The economy that rural Australia actually needs

If a wellbeing economy is embraced, we have the most to gain. And if it isn’t, we have the most to lose.
Written by
Tessa Cummins
Date published
May 4, 2026
Reading time
5 mins
Imagine living somewhere where your life expectancy is more than 10 years shorter, your burden of disease is 1.4 times higher, and you are more than twice as likely to die from preventable causes.

This is the reality for people living in rural and remote Australia, where I have spent most of my life. There’s a lot to love, the kind of space that takes your breath away, neighbours who become family and communities that genuinely show up for each other.
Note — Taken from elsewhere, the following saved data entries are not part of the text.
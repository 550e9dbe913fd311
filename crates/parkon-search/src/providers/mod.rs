//! Provider adapters.
//!
//! Every adapter normalizes its raw records into [`Candidate`]s and absorbs
//! its own failures: a fetch always yields a [`ProviderBatch`], falling back
//! to a fixed substitute list when upstream cannot be used.

pub mod inventory;
pub mod tfl;
mod tfl_parse;

use parkon_core::Candidate;
use serde::{Deserialize, Serialize};

pub use inventory::InventoryProvider;
pub use tfl::{TflClient, TflSettings};

/// Adapter identity. Declaration order is the aggregation priority.
#[derive(Debug, Clone, Copy, PartialEq, Eq, PartialOrd, Ord, Hash, Serialize, Deserialize)]
#[serde(rename_all = "lowercase")]
pub enum ProviderKind {
    Tfl,
    Inventory,
}

impl ProviderKind {
    #[must_use]
    pub fn as_str(self) -> &'static str {
        match self {
            ProviderKind::Tfl => "tfl",
            ProviderKind::Inventory => "inventory",
        }
    }
}

impl std::fmt::Display for ProviderKind {
    fn fmt(&self, f: &mut std::fmt::Formatter<'_>) -> std::fmt::Result {
        f.write_str(self.as_str())
    }
}

/// How an adapter produced its batch.
#[derive(Debug, Clone, PartialEq, Eq, Serialize, Deserialize)]
#[serde(tag = "kind", rename_all = "snake_case")]
pub enum FetchOutcome {
    /// Records came from the named upstream endpoint.
    Live { endpoint: String },
    /// Records came from a catalog with no upstream.
    Static,
    /// Upstream failed; the fixed substitute list was used.
    Substitute { reason: String },
}

impl FetchOutcome {
    #[must_use]
    pub fn is_substitute(&self) -> bool {
        matches!(self, FetchOutcome::Substitute { .. })
    }
}

#[derive(Debug, Clone)]
pub struct ProviderBatch {
    pub provider: ProviderKind,
    pub candidates: Vec<Candidate>,
    pub outcome: FetchOutcome,
}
But I’ve also seen the other side.

For five years I managed the Rural Adversity Mental Health Program in New South Wales, I lived through the Black Summer fires, prolonged droughts, widespread flooding, and a pandemic that changed everything. I saw what those events did to the people around me, including my own husband, not just in the moment, but in the years that followed.

Rural communities bear the brunt of climate change which impacts our livelihood, local economies and our health. Our burden of disease is higher, our access to health services is more complicated, and too many policy decisions simply aren’t designed with us in mind. The people working in rural health are extraordinary, but they’re stretched thin, under-resourced, and often operating in a system that wasn’t built for them.
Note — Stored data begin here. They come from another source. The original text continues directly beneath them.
//! Great-circle distance and unit handling.
//!
//! Everything downstream of the search boundary works in kilometers; miles
//! only appear on input and are converted here.

use serde::{Deserialize, Serialize};

use crate::CoreError;

/// Mean Earth radius used by the haversine formula.
pub const EARTH_RADIUS_KM: f64 = 6371.0;

/// Fixed statute-mile conversion factor.
pub const MILES_TO_KM: f64 = 1.60934;

/// A validated WGS84 position. Deserialization goes through [`Coordinate::new`].
#[derive(Debug, Clone, Copy, PartialEq, Serialize, Deserialize)]
#[serde(try_from = "UncheckedCoordinate")]
pub struct Coordinate {
    pub latitude: f64,
    pub longitude: f64,
}

#[derive(Deserialize)]
struct UncheckedCoordinate {
    latitude: f64,
    longitude: f64,
}

impl TryFrom<UncheckedCoordinate> for Coordinate {
    type Error = CoreError;

    fn try_from(raw: UncheckedCoordinate) -> Result<Self, Self::Error> {
        Self::new(raw.latitude, raw.longitude)
    }
}

impl Coordinate {
    /// Builds a coordinate, rejecting non-finite or out-of-range values.
    ///
    /// # Errors
    ///
    /// Returns [`CoreError::LatitudeOutOfRange`] or
    /// [`CoreError::LongitudeOutOfRange`].
    pub fn new(latitude: f64, longitude: f64) -> Result<Self, CoreError> {
        if !latitude.is_finite() || !(-90.0..=90.0).contains(&latitude) {
            return Err(CoreError::LatitudeOutOfRange(latitude));
        }
        if !longitude.is_finite() || !(-180.0..=180.0).contains(&longitude) {
            return Err(CoreError::LongitudeOutOfRange(longitude));
        }
        Ok(Self {
            latitude,
            longitude,
        })
    }
}

#[derive(Debug, Clone, Copy, PartialEq, Eq, Serialize, Deserialize)]
#[serde(rename_all = "lowercase")]
pub enum DistanceUnit {
    Miles,
    Kilometers,
}

impl DistanceUnit {
    #[must_use]
    pub fn to_km(self, value: f64) -> f64 {
        match self {
            DistanceUnit::Miles => value * MILES_TO_KM,
            DistanceUnit::Kilometers => value,
        }
    }
}

/// Haversine distance between two coordinates in kilometers.
#[must_use]
pub fn distance_km(a: Coordinate, b: Coordinate) -> f64 {
    let lat1 = a.latitude.to_radians();
    let lat2 = b.latitude.to_radians();
    let delta_lat = (b.latitude - a.latitude).to_radians();
    let delta_lon = (b.longitude - a.longitude).to_radians();

    let half_chord = (delta_lat / 2.0).sin().powi(2)
        + lat1.cos() * lat2.cos() * (delta_lon / 2.0).sin().powi(2);
    let angle = 2.0 * half_chord.sqrt().atan2((1.0 - half_chord).sqrt());

    EARTH_RADIUS_KM * angle
}

#[cfg(test)]
mod tests {
    use std::f64::consts::PI;

    use super::*;

    fn c(lat: f64, lon: f64) -> Coordinate {
        Coordinate::new(lat, lon).expect("valid coordinate")
    }

    #[test]
    fn distance_to_self_is_zero() {
        let trafalgar = c(51.5074, -0.1278);
        assert!(distance_km(trafalgar, trafalgar).abs() < f64::EPSILON);
        assert!(distance_km(c(0.0, 0.0), c(0.0, 0.0)).abs() < f64::EPSILON);
    }

    #[test]
    fn distance_is_symmetric() {
        let pairs = [
            (c(51.5074, -0.1278), c(51.5308, -0.1238)),
            (c(-33.8688, 151.2093), c(40.7128, -74.0060)),
            (c(89.9, 179.9), c(-89.9, -179.9)),
        ];
        for (a, b) in pairs {
            assert!((distance_km(a, b) - distance_km(b, a)).abs() < 1e-9);
        }
    }

    #[test]
    fn antipodal_points_are_half_circumference_apart() {
        let d = distance_km(c(0.0, 0.0), c(0.0, 180.0));
        assert!((d - PI * EARTH_RADIUS_KM).abs() < 1e-6, "got {d}");

        let poles = distance_km(c(90.0, 0.0), c(-90.0, 0.0));
        assert!((poles - PI * EARTH_RADIUS_KM).abs() < 1e-6, "got {poles}");
    }

    #[test]
    fn one_degree_of_longitude_on_equator() {
        let d = distance_km(c(0.0, 0.0), c(0.0, 1.0));
        let expected = EARTH_RADIUS_KM * 1.0_f64.to_radians();
        assert!((d - expected).abs() < 1e-9, "got {d}");
    }

    #[test]
    fn central_london_to_kings_cross() {
        // Trafalgar Square to King's Cross is roughly 2.6 km.
        let d = distance_km(c(51.5074, -0.1278), c(51.5308, -0.1238));
        assert!((d - 2.62).abs() < 0.05, "got {d}");
    }

    #[test]
    fn coordinate_rejects_out_of_range_values() {
        assert_eq!(
            Coordinate::new(90.5, 0.0),
            Err(CoreError::LatitudeOutOfRange(90.5))
        );
        assert_eq!(
            Coordinate::new(0.0, -180.5),
            Err(CoreError::LongitudeOutOfRange(-180.5))
        );
        assert!(Coordinate::new(f64::NAN, 0.0).is_err());
        assert!(Coordinate::new(0.0, f64::INFINITY).is_err());
    }

    #[test]
    fn coordinate_accepts_boundaries() {
        assert!(Coordinate::new(-90.0, -180.0).is_ok());
        assert!(Coordinate::new(90.0, 180.0).is_ok());
    }

    #[test]
    fn deserialization_applies_range_checks() {
        let ok: Coordinate =
            serde_json::from_str(r#"{"latitude": 51.5074, "longitude": -0.1278}"#)
                .expect("valid coordinate");
        assert_eq!(ok, c(51.5074, -0.1278));

        let err = serde_json::from_str::<Coordinate>(r#"{"latitude": 91.0, "longitude": 0.0}"#)
            .expect_err("latitude out of range");
        assert!(err.to_string().contains("latitude 91"), "got {err}");
        assert!(
            serde_json::from_str::<Coordinate>(r#"{"latitude": 0.0, "longitude": 200.0}"#)
                .is_err()
        );
    }

    #[test]
    fn miles_convert_with_fixed_factor() {
        let km = DistanceUnit::Miles.to_km(1.2);
        assert!((km - 1.931_208).abs() < 1e-6, "got {km}");
        assert!((DistanceUnit::Kilometers.to_km(2.5) - 2.5).abs() < f64::EPSILON);
    }
}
As a health economist, I know these challenges won’t be solved by a new program or service. It’s time for the economic narrative that underpins rural and metro economies to change.

Thankfully an alternative already exists: the wellbeing economy. Championed by political economist Dr Katherine Trebeck, it’s a growing global movement designed around what actually matters, people’s health, the environment, fairness, and community connection, rather than just profit and productivity.

It’s built on straightforward principles: everyone should have enough to live in comfort and safety, the natural environment should be protected, communities should have a genuine say in decisions that affect them, and the economy should prevent problems not just pick up the pieces afterwards.

When I first came across these ideas, they struck a chord. Because this is exactly what rural and the rest of Australia needs.

Think about what it would mean if our economic system actually prioritised prevention. If funding flowed into keeping people well, rather than waiting until crisis. If environmental policy genuinely reflected the reality of communities living on the land. If rural people were actively involved in designing the services they depend on.

For rural and regional communities facing rising costs of living, worsening health and escalating natural disasters, while navigating the transition to renewable energy, this shift could be transformative.

The current approach, where we prioritise economic growth and hope benefits trickle out to the regions, isn’t working. Rural Australians know this. We feel it every time we drive hours to see a specialist, every time a local service closes or another family leaves town, every time a disaster hits and recovery funding runs out well before the recovery does.

It’s why I joined Ethicol, a firm that puts the wellbeing economy at the centre of its work. I wanted to shift the conversation from what things cost to what they’re actually worth. Not through radical overnight overhaul, but through genuine, sustained change in what we measure, what we fund, and whose voices count.

If you live in rural or regional Australia, this conversation matters to you. Because if a wellbeing economy is embraced, we have the most to gain. And if it isn’t, we have the most to lose.